* _ABOUT THIS TASK_
Give back exactly the lines of the data below, starting with the line that has "pub enum Choice" and going on through the line that has "as a string.".

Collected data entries
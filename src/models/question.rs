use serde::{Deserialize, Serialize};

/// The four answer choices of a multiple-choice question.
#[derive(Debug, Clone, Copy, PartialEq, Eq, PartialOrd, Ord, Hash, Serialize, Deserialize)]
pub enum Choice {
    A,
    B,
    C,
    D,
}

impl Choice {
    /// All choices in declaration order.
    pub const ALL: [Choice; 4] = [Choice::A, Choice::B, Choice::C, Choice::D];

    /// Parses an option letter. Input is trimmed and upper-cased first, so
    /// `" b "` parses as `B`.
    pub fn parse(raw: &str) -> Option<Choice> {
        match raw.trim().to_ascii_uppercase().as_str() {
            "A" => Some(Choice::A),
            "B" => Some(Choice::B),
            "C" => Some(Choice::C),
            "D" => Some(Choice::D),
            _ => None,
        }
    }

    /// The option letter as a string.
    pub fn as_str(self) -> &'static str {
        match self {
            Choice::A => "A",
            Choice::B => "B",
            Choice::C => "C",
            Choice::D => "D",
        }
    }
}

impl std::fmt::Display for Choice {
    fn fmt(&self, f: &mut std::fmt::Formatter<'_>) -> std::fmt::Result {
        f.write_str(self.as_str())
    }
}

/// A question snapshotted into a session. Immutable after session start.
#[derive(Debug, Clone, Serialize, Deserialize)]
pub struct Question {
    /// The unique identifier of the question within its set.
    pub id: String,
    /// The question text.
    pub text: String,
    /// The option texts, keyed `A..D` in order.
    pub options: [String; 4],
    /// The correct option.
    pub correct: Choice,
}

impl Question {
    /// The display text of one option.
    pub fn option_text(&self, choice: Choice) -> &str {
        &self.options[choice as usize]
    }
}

---

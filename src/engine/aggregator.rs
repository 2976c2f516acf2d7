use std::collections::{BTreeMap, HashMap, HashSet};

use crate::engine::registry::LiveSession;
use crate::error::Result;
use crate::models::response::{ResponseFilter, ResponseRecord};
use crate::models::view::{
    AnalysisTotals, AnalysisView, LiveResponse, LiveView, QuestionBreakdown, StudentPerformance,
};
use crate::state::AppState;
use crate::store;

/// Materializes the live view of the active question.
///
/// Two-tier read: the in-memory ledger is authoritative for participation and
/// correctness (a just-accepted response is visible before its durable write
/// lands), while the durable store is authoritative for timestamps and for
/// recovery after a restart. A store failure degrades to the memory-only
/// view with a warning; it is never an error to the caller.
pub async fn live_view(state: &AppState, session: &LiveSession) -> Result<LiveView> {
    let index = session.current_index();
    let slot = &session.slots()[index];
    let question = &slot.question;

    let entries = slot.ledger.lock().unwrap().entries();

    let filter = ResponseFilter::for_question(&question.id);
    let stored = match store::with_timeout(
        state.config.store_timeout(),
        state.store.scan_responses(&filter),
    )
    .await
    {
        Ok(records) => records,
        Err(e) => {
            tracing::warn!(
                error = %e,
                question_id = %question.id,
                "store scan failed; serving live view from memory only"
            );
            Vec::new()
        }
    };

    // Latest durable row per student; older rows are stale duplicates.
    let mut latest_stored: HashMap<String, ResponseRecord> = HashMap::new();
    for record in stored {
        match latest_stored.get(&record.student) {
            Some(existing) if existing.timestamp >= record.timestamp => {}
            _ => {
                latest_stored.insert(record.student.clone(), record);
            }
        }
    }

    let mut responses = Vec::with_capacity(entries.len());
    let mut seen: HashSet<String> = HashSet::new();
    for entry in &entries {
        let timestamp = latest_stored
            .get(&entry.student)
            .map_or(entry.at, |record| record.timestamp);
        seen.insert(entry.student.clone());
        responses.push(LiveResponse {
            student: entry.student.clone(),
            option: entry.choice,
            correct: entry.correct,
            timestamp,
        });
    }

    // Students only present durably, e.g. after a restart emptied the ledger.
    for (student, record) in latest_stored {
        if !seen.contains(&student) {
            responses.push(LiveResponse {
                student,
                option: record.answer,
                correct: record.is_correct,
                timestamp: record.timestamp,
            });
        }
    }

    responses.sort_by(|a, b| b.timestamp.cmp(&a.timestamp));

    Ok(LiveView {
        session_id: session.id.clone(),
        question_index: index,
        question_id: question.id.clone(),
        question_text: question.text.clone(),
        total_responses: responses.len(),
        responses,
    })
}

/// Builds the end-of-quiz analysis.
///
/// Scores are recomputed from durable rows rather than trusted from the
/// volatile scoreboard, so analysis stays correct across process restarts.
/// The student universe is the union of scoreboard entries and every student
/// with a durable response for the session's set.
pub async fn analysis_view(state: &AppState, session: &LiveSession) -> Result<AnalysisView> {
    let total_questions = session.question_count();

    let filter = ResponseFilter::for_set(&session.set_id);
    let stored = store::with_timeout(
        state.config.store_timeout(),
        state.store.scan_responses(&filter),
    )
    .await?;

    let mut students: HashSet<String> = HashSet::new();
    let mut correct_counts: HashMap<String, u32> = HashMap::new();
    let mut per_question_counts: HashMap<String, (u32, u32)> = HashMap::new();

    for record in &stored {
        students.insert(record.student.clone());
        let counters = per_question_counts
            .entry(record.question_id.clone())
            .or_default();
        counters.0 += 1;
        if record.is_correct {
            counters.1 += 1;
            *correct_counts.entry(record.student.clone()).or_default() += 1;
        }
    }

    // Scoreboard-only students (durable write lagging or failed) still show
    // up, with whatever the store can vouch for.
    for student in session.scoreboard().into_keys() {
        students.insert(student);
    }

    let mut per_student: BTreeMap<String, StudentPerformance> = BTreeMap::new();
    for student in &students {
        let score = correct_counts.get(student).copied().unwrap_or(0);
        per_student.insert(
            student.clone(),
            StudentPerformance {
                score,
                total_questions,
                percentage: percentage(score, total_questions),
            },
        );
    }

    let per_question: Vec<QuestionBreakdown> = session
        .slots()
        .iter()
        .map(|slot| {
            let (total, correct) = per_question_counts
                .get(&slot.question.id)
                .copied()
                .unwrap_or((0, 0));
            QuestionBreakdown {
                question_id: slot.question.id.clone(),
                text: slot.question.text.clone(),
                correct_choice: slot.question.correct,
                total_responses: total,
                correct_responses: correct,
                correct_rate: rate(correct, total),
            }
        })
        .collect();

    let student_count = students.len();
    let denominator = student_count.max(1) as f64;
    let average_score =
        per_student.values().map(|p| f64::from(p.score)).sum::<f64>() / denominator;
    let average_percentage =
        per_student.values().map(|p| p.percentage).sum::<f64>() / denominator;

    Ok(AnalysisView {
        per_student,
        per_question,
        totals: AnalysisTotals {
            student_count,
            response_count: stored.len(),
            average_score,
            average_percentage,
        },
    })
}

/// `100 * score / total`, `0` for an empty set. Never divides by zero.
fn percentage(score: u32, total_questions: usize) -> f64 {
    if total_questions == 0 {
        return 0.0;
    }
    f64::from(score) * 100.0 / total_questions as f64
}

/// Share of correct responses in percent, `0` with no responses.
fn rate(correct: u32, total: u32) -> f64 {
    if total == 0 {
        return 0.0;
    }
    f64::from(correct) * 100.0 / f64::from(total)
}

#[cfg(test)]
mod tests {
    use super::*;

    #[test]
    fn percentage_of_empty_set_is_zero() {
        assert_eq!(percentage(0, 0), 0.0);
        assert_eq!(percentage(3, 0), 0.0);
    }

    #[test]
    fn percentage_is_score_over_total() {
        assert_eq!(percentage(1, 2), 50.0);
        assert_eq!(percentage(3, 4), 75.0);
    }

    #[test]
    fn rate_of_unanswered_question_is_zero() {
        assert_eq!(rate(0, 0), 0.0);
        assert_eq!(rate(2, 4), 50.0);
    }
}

* _SOLUTION TO THE PROBLEM_
pub enum Choice {
    A,
    B,
    C,
    D,
}

impl Choice {
    /// All choices in declaration order.
    pub const ALL: [Choice; 4] = [Choice::A, Choice::B, Choice::C, Choice::D];

    /// Parses an option letter. Input is trimmed and upper-cased first, so
    /// `" b "` parses as `B`.
    pub fn parse(raw: &str) -> Option<Choice> {
        match raw.trim().to_ascii_uppercase().as_str() {
            "A" => Some(Choice::A),
            "B" => Some(Choice::B),
            "C" => Some(Choice::C),
            "D" => Some(Choice::D),
            _ => None,
        }
    }

    /// The option letter as a string.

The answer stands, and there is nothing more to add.